Melitta Perry, Poem For Nolan, 2026, acrylic on canvas, 84 × 101cm / Courtesy the artist and Anthea Polson Art, Queensland
The artworks represent traces of legacy left in the landscapes. Brett Whiteley, Margaret Olley, Norman Lindsay, and the poetic collaboration Outrider, 1962 between Sidney Nolan and Randolph Stow. As Perry says, “such arrangements tell as much about the painter as the finished picture.”
30 May to 13 June 2026
Beth Kennedy
Afterglow
Deeply connected to her emotions, Beth Kennedy’s artworks are a reflection of self and her natural surroundings. In Afterglow, the motif of the botanical takes shape in abstraction. Florals bloom across the surface, full of colour, pattern, and blending line of mixed media.
2025 was a challenging year for the artist, and after a funeral, she considered how to maintain her connection to joy. “I was on the plane after the funeral, looking at the clouds, and thinking, how do I rebalance, and how do I regroup?” Kennedy shares. Painting is a way for her to process these emotions, seeking quiet beauty, optimism, and comfort in her colourful, experimental process.

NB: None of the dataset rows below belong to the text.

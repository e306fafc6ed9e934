use std::sync::Arc;

use num_traits::Zero;

use super::common::{get_dct_data_from_key, save_dct_data};
use crate::account::UserAccountHandler;
use crate::check;
use crate::dct::keys::dct_nft_token_key;
use crate::dct::{DCToken, Marshalizer};
use crate::error::{BuiltInError, BuiltInResult};
use crate::interfaces::NftStorageHandler;

/// NFT and SFT balance records, kept on the holder under `token key + nonce`
pub struct DctDataStorage {
    marshaller: Arc<dyn Marshalizer>,
}

impl DctDataStorage {
    pub fn new(marshaller: Option<Arc<dyn Marshalizer>>) -> BuiltInResult<Self> {
        Ok(Self {
            marshaller: check::required(marshaller, BuiltInError::NilMarshalizer)?,
        })
    }
}

impl NftStorageHandler for DctDataStorage {
    fn get_dct_nft_token_on_sender(
        &self,
        account: &dyn UserAccountHandler,
        token_key: &[u8],
        nonce: u64,
    ) -> BuiltInResult<DCToken> {
        let (token, is_new) = self.get_dct_nft_token_on_destination(account, token_key, nonce)?;
        if is_new {
            return Err(BuiltInError::NewNftDataOnSenderAccount);
        }
        if nonce > 0 && token.token_meta_data.is_none() {
            return Err(BuiltInError::NftDoesNotHaveMetadata);
        }
        Ok(token)
    }

    fn get_dct_nft_token_on_destination(
        &self,
        account: &dyn UserAccountHandler,
        token_key: &[u8],
        nonce: u64,
    ) -> BuiltInResult<(DCToken, bool)> {
        let key = dct_nft_token_key(token_key, nonce);
        let token = get_dct_data_from_key(account, &key, self.marshaller.as_ref())?;
        let is_new = token.is_empty_record();
        Ok((token, is_new))
    }

    fn save_dct_nft_token(
        &self,
        account: &mut dyn UserAccountHandler,
        token_key: &[u8],
        nonce: u64,
        token: &DCToken,
    ) -> BuiltInResult<()> {
        let key = dct_nft_token_key(token_key, nonce);
        if token.value.is_zero() {
            return save_dct_data(account, &key, &DCToken::default(), self.marshaller.as_ref());
        }
        save_dct_data(account, &key, token, self.marshaller.as_ref())
    }
}

#[cfg(test)]
mod tests {
    use num_bigint::BigUint;

    use super::*;
    use crate::dct::keys::dct_token_key;
    use crate::dct::{JsonMarshalizer, MetaData, TokenType};
    use crate::mock::{user_address, MemoryAccount};

    fn storage() -> DctDataStorage {
        DctDataStorage::new(Some(Arc::new(JsonMarshalizer))).unwrap()
    }

    fn nft(value: u8) -> DCToken {
        DCToken {
            token_type: TokenType::SemiFungible,
            value: BigUint::from(value),
            token_meta_data: Some(MetaData {
                nonce: 2,
                name: b"name".to_vec(),
                ..Default::default()
            }),
            ..Default::default()
        }
    }

    #[test]
    fn test_sender_needs_existing_record() {
        let account = MemoryAccount::new(&user_address(1));
        let key = dct_token_key(b"NFT");
        assert!(matches!(
            storage().get_dct_nft_token_on_sender(&account, &key, 2),
            Err(BuiltInError::NewNftDataOnSenderAccount)
        ));

        let (token, is_new) = storage().get_dct_nft_token_on_destination(&account, &key, 2).unwrap();
        assert!(is_new);
        assert_eq!(token, DCToken::default());
    }

    #[test]
    fn test_sender_record_without_metadata() {
        let account = MemoryAccount::new(&user_address(1));
        let key = dct_token_key(b"NFT");
        let mut token = nft(3);
        token.token_meta_data = None;
        account.put_token(&dct_nft_token_key(&key, 2), &token);
        assert!(matches!(
            storage().get_dct_nft_token_on_sender(&account, &key, 2),
            Err(BuiltInError::NftDoesNotHaveMetadata)
        ));
    }

    #[test]
    fn test_save_and_delete_at_zero() {
        let mut account = MemoryAccount::new(&user_address(1));
        let key = dct_token_key(b"NFT");
        storage().save_dct_nft_token(&mut account, &key, 2, &nft(3)).unwrap();
        assert_eq!(storage().get_dct_nft_token_on_sender(&account, &key, 2).unwrap(), nft(3));

        storage().save_dct_nft_token(&mut account, &key, 2, &nft(0)).unwrap();
        assert!(account.raw(&dct_nft_token_key(&key, 2)).is_none());
    }
}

Beth Kennedy, Dusty Green + Peach, 2026, acrylic, ink, gouache and oil stick on canvas, 122 × 152cm / Courtesy the artist and Anthea Polson Art, Queensland
For Afterglow, Kennedy uses several water-based media – Liquitex, ink, spray paint, acrylic gouache – but applies them to canvases rather than paper, working in a flow state to create contrast. “I like pouring the medium on and mixing it around,” she says. “I really like that flow effect and being able to get a translucent colour and blocks of opaque pattern.”
The works hover between abstraction, Japanese-inspired woodblock prints, and realism, a style she calls ‘abstracted botanicals’ with an emphasis on flattening the picture plane and colourful patterns. The motifs are drawn from the world around her – the swaying gums near her Brisbane home, or a rose from her mother’s garden in Victoria.

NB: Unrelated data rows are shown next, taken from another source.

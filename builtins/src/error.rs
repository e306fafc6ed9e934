use thiserror::Error;

/// Errors produced while building or running built-in functions
#[derive(Error, Debug)]
pub enum BuiltInError {
    // ========================================
    // Construction
    // ========================================
    #[error("nil marshalizer")]
    NilMarshalizer,
    #[error("nil accounts adapter")]
    NilAccountsAdapter,
    #[error("nil shard coordinator")]
    NilShardCoordinator,
    #[error("nil enable epochs handler")]
    NilEnableEpochsHandler,
    #[error("nil guarded account handler")]
    NilGuardedAccountHandler,
    #[error("nil roles handler")]
    NilRolesHandler,
    #[error("nil global settings handler")]
    NilGlobalSettingsHandler,
    #[error("nil payable handler")]
    NilPayableHandler,
    #[error("nil dct nft storage handler")]
    NilDctNftStorageHandler,
    #[error("missing gas schedule category {category}")]
    MissingGasCategory { category: String },
    #[error("invalid gas cost {category}.{key}: missing or zero value")]
    InvalidGasCost { category: String, key: String },
    #[error("invalid gas schedule: {0}")]
    InvalidGasSchedule(String),

    // ========================================
    // Container
    // ========================================
    #[error("empty built-in function name")]
    EmptyFunctionName,
    #[error("built-in function {0} already exists")]
    FunctionAlreadyExists(String),
    #[error("built-in function {0} not found")]
    FunctionNotFound(String),
    #[error("built-in function {0} is not active")]
    BuiltInFunctionIsNotActive(String),

    // ========================================
    // Call input
    // ========================================
    #[error("built in function called with value")]
    BuiltInFunctionCalledWithValue,
    #[error("invalid arguments to process built-in function")]
    InvalidArguments,
    #[error("invalid arguments to process built-in function: max length for {operation} value is {max_len}")]
    MaxLengthExceeded { operation: &'static str, max_len: usize },
    #[error("invalid arguments to process built-in function: royalties {royalties} above {max}")]
    InvalidRoyalties { royalties: u64, max: u32 },
    #[error("negative value")]
    NegativeValue,
    #[error("invalid nonce")]
    InvalidNonce,
    #[error("invalid address length")]
    InvalidAddressLength,

    // ========================================
    // Accounts and addresses
    // ========================================
    #[error("invalid receiver address")]
    InvalidRcvAddr,
    #[error("nil user account")]
    NilUserAccount,
    #[error("nil destination smart contract account")]
    NilScDestAccount,
    #[error("caller is not the dns address")]
    CallerIsNotTheDnsAddress,
    #[error("user name change is disabled")]
    UserNameChangeIsDisabled,
    #[error("operation not permitted")]
    OperationNotPermitted,
    #[error("address is not the dct system smart contract")]
    AddressIsNotDctSystemSc,
    #[error("only system account accepted")]
    OnlySystemAccountAccepted,
    #[error("cannot set own address as guardian")]
    CannotSetOwnAddressAsGuardian,
    #[error("account is not payable")]
    AccountNotPayable,

    // ========================================
    // Token state
    // ========================================
    #[error("insufficient funds")]
    InsufficientFunds,
    #[error("not enough gas")]
    NotEnoughGas,
    #[error("action is not allowed")]
    ActionNotAllowed,
    #[error("dct is frozen for account")]
    DctIsFrozenForAccount,
    #[error("dct token is paused")]
    DctTokenIsPaused,
    #[error("cannot wipe an account that is not frozen")]
    CannotWipeAccountNotFrozen,
    #[error("only fungible tokens have balance transfer")]
    OnlyFungibleTokensHaveBalanceTransfer,
    #[error("new nft data on sender account")]
    NewNftDataOnSenderAccount,
    #[error("nft does not have metadata")]
    NftDoesNotHaveMetadata,
    #[error("too many transfer addresses, max is {max}")]
    TooManyTransferAddresses { max: u32 },

    // ========================================
    // Collaborators (storage, codec, guardians)
    // ========================================
    #[error(transparent)]
    External(#[from] anyhow::Error),
}

/// Result type for built-in function operations
pub type BuiltInResult<T> = Result<T, BuiltInError>;
//! In-memory collaborators shared by unit tests.

use std::collections::HashMap;
use std::sync::atomic::{AtomicUsize, Ordering};
use std::sync::Arc;

use num_bigint::BigUint;
use parking_lot::Mutex;

use crate::account::{AccountDataHandler, AccountsAdapter, TrieMigrationBudget, UserAccountHandler};
use crate::config::{
    is_smart_contract_address, is_system_account_address, ADDRESS_LEN, METACHAIN_SHARD_ID,
};
use crate::dct::{DCToken, JsonMarshalizer, Marshalizer};
use crate::error::{BuiltInError, BuiltInResult};
use crate::interfaces::{
    DctRoleHandler, EnableEpochsHandler, GlobalSettingsHandler, GuardedAccountHandler,
    PayableHandler, ShardCoordinator,
};

#[derive(Debug, Default)]
pub struct AccountState {
    pub data: HashMap<Vec<u8>, Vec<u8>>,
    pub balance: BigUint,
    pub owner: Vec<u8>,
    pub user_name: Vec<u8>,
    pub developer_reward: BigUint,
    pub guarded: bool,
    pub retrieve_error: Option<String>,
    pub save_error: Option<String>,
    /// Keys whose writes fail while every other write succeeds
    pub read_only_keys: Vec<Vec<u8>>,
    pub saves: usize,
    /// Leaves still on the old trie version
    pub unmigrated_leaves: u64,
}

/// Account handle over shared state, clones see the same data
#[derive(Debug, Clone)]
pub struct MemoryAccount {
    address: Vec<u8>,
    pub state: Arc<Mutex<AccountState>>,
}

impl MemoryAccount {
    pub fn new(address: &[u8]) -> Self {
        Self {
            address: address.to_vec(),
            state: Arc::new(Mutex::new(AccountState::default())),
        }
    }

    pub fn raw(&self, key: &[u8]) -> Option<Vec<u8>> {
        self.state.lock().data.get(key).cloned()
    }

    pub fn put_token(&self, key: &[u8], token: &DCToken) {
        let bytes = JsonMarshalizer.marshal_token(token).unwrap();
        self.state.lock().data.insert(key.to_vec(), bytes);
    }

    pub fn token(&self, key: &[u8]) -> Option<DCToken> {
        self.raw(key)
            .map(|bytes| JsonMarshalizer.unmarshal_token(&bytes).unwrap())
    }
}

impl AccountDataHandler for MemoryAccount {
    fn retrieve_value(&self, key: &[u8]) -> anyhow::Result<Option<Vec<u8>>> {
        let state = self.state.lock();
        if let Some(err) = &state.retrieve_error {
            return Err(anyhow::anyhow!(err.clone()));
        }
        Ok(state.data.get(key).cloned())
    }

    fn save_key_value(&mut self, key: &[u8], value: &[u8]) -> anyhow::Result<()> {
        let mut state = self.state.lock();
        if let Some(err) = &state.save_error {
            return Err(anyhow::anyhow!(err.clone()));
        }
        if state.read_only_keys.iter().any(|locked| locked.as_slice() == key) {
            return Err(anyhow::anyhow!("key {} is read only", hex::encode(key)));
        }
        state.saves += 1;
        if value.is_empty() {
            state.data.remove(key);
        } else {
            state.data.insert(key.to_vec(), value.to_vec());
        }
        Ok(())
    }

    fn migrate_data_trie_leaves(&mut self, budget: &mut TrieMigrationBudget) -> anyhow::Result<()> {
        let mut state = self.state.lock();
        while state.unmigrated_leaves > 0 {
            if !budget.consume_load() || !budget.consume_store() {
                break;
            }
            state.unmigrated_leaves -= 1;
        }
        Ok(())
    }
}

impl UserAccountHandler for MemoryAccount {
    fn address(&self) -> &[u8] {
        &self.address
    }

    fn balance(&self) -> BigUint {
        self.state.lock().balance.clone()
    }

    fn add_to_balance(&mut self, value: &BigUint) -> anyhow::Result<()> {
        self.state.lock().balance += value;
        Ok(())
    }

    fn owner_address(&self) -> Vec<u8> {
        self.state.lock().owner.clone()
    }

    fn set_owner_address(&mut self, owner: Vec<u8>) {
        self.state.lock().owner = owner;
    }

    fn user_name(&self) -> Vec<u8> {
        self.state.lock().user_name.clone()
    }

    fn set_user_name(&mut self, name: Vec<u8>) {
        self.state.lock().user_name = name;
    }

    fn claim_developer_rewards(&mut self, caller: &[u8]) -> BuiltInResult<BigUint> {
        let mut state = self.state.lock();
        if state.owner != caller {
            return Err(BuiltInError::OperationNotPermitted);
        }
        Ok(std::mem::take(&mut state.developer_reward))
    }

    fn is_guarded(&self) -> bool {
        self.state.lock().guarded
    }
}

/// Accounts adapter over shared in-memory accounts
#[derive(Default)]
pub struct MemoryAccounts {
    accounts: Mutex<HashMap<Vec<u8>, MemoryAccount>>,
    pub saves: AtomicUsize,
}

impl MemoryAccounts {
    pub fn account(&self, address: &[u8]) -> MemoryAccount {
        self.accounts
            .lock()
            .entry(address.to_vec())
            .or_insert_with(|| MemoryAccount::new(address))
            .clone()
    }
}

impl AccountsAdapter for MemoryAccounts {
    fn load_account(&self, address: &[u8]) -> anyhow::Result<Box<dyn UserAccountHandler>> {
        Ok(Box::new(self.account(address)))
    }

    fn save_account(&self, _account: Box<dyn UserAccountHandler>) -> anyhow::Result<()> {
        self.saves.fetch_add(1, Ordering::SeqCst);
        Ok(())
    }
}

#[derive(Debug, Default, Clone)]
pub struct EnableEpochsHandlerStub {
    pub consistent_tokens_values_length_check: bool,
    pub dct_transfer_role: bool,
    pub guard_account: bool,
    pub migrate_data_trie: bool,
    pub dynamic_dct: bool,
}

impl EnableEpochsHandlerStub {
    pub fn all_enabled() -> Self {
        Self {
            consistent_tokens_values_length_check: true,
            dct_transfer_role: true,
            guard_account: true,
            migrate_data_trie: true,
            dynamic_dct: true,
        }
    }
}

impl EnableEpochsHandler for EnableEpochsHandlerStub {
    fn is_consistent_tokens_values_length_check_enabled(&self) -> bool {
        self.consistent_tokens_values_length_check
    }

    fn is_dct_transfer_role_enabled(&self) -> bool {
        self.dct_transfer_role
    }

    fn is_guard_account_enabled(&self) -> bool {
        self.guard_account
    }

    fn is_migrate_data_trie_enabled(&self) -> bool {
        self.migrate_data_trie
    }

    fn is_dynamic_dct_enabled(&self) -> bool {
        self.dynamic_dct
    }
}

#[derive(Debug, Default, Clone)]
pub struct GlobalSettingsHandlerStub {
    pub paused: bool,
    pub limited_transfer: bool,
    pub burn_for_all: bool,
    pub transfer_role: bool,
}

impl GlobalSettingsHandler for GlobalSettingsHandlerStub {
    fn is_paused(&self, _token_id: &[u8]) -> bool {
        self.paused
    }

    fn is_limited_transfer(&self, _token_id: &[u8]) -> bool {
        self.limited_transfer
    }

    fn is_burn_for_all(&self, _token_id: &[u8]) -> bool {
        self.burn_for_all
    }

    fn is_sender_or_destination_with_transfer_role(
        &self,
        _sender: &[u8],
        _destination: &[u8],
        _token_id: &[u8],
    ) -> bool {
        self.transfer_role
    }
}

type RoleCheck = dyn Fn(&[u8], &[u8]) -> BuiltInResult<()> + Send + Sync;

/// Role handler answering through a closure of `(token_id, action)`
pub struct RoleHandlerStub {
    check: Box<RoleCheck>,
    pub calls: AtomicUsize,
}

impl RoleHandlerStub {
    pub fn with<F>(check: F) -> Self
    where
        F: Fn(&[u8], &[u8]) -> BuiltInResult<()> + Send + Sync + 'static,
    {
        Self {
            check: Box::new(check),
            calls: AtomicUsize::new(0),
        }
    }

    pub fn allow_all() -> Self {
        Self::with(|_, _| Ok(()))
    }

    pub fn deny_all() -> Self {
        Self::with(|_, _| Err(BuiltInError::ActionNotAllowed))
    }
}

impl DctRoleHandler for RoleHandlerStub {
    fn check_allowed_to_execute(
        &self,
        _account: &dyn UserAccountHandler,
        token_id: &[u8],
        action: &[u8],
    ) -> BuiltInResult<()> {
        self.calls.fetch_add(1, Ordering::SeqCst);
        (self.check)(token_id, action)
    }
}

/// Shards split on the last address byte, system contracts (`..ffff`) on the metachain
#[derive(Debug, Clone)]
pub struct ShardCoordinatorMock {
    pub shards: u32,
    pub self_id: u32,
}

impl Default for ShardCoordinatorMock {
    fn default() -> Self {
        Self {
            shards: 2,
            self_id: 0,
        }
    }
}

impl ShardCoordinator for ShardCoordinatorMock {
    fn number_of_shards(&self) -> u32 {
        self.shards
    }

    fn compute_id(&self, address: &[u8]) -> u32 {
        if is_smart_contract_address(address) && address.ends_with(&[0xff, 0xff]) {
            return METACHAIN_SHARD_ID;
        }
        if is_system_account_address(address) {
            return self.self_id;
        }
        let last = address.last().copied().unwrap_or(0);
        u32::from(last) % self.shards
    }

    fn self_id(&self) -> u32 {
        self.self_id
    }
}

#[derive(Default)]
pub struct GuardedAccountHandlerStub {
    pub fail_with: Option<String>,
    pub set_guardian_calls: AtomicUsize,
    pub guard_calls: AtomicUsize,
    pub un_guard_calls: AtomicUsize,
}

impl GuardedAccountHandlerStub {
    fn outcome(&self) -> anyhow::Result<()> {
        match &self.fail_with {
            Some(err) => Err(anyhow::anyhow!(err.clone())),
            None => Ok(()),
        }
    }
}

impl GuardedAccountHandler for GuardedAccountHandlerStub {
    fn is_guarded(&self, account: &dyn UserAccountHandler) -> bool {
        account.is_guarded()
    }

    fn set_guardian(
        &self,
        _account: &mut dyn UserAccountHandler,
        _guardian: &[u8],
        _tx_guardian: &[u8],
        _guardian_service_uid: &[u8],
    ) -> anyhow::Result<()> {
        self.set_guardian_calls.fetch_add(1, Ordering::SeqCst);
        self.outcome()
    }

    fn guard_account(&self, _account: &mut dyn UserAccountHandler) -> anyhow::Result<()> {
        self.guard_calls.fetch_add(1, Ordering::SeqCst);
        self.outcome()
    }

    fn un_guard_account(&self, _account: &mut dyn UserAccountHandler) -> anyhow::Result<()> {
        self.un_guard_calls.fetch_add(1, Ordering::SeqCst);
        self.outcome()
    }
}

#[derive(Debug, Clone, Copy)]
pub struct PayableHandlerStub {
    pub payable: bool,
}

impl PayableHandler for PayableHandlerStub {
    fn is_payable(&self, _sender: &[u8], _receiver: &[u8]) -> anyhow::Result<bool> {
        Ok(self.payable)
    }
}

/// Regular user address whose last byte selects the shard
pub fn user_address(tag: u8) -> Vec<u8> {
    let mut address = vec![tag; ADDRESS_LEN];
    address[ADDRESS_LEN - 1] = tag;
    address
}

/// Smart contract address whose last byte selects the shard
pub fn sc_address(tag: u8) -> Vec<u8> {
    let mut address = vec![0u8; ADDRESS_LEN];
    address[ADDRESS_LEN - 2] = 0x0a;
    address[ADDRESS_LEN - 1] = tag;
    address
}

Beth Kennedy, Duskfall, 2026, mixed media on canvas, 122 × 152cm / Courtesy the artist and Anthea Polson Art, Queensland
Kennedy seeks to inspire joy in her works, and for Afterglow, she turns to the metaphor of a fading fire. As the embers offer a last chance of warmth, the artist reflects on moments of wonder and connection even after grief and uncertainty.
27 June to 11 July 2026
Emma-Kate Wilson is an art critic and design writer based on Bundjalung Country in northern New South Wales.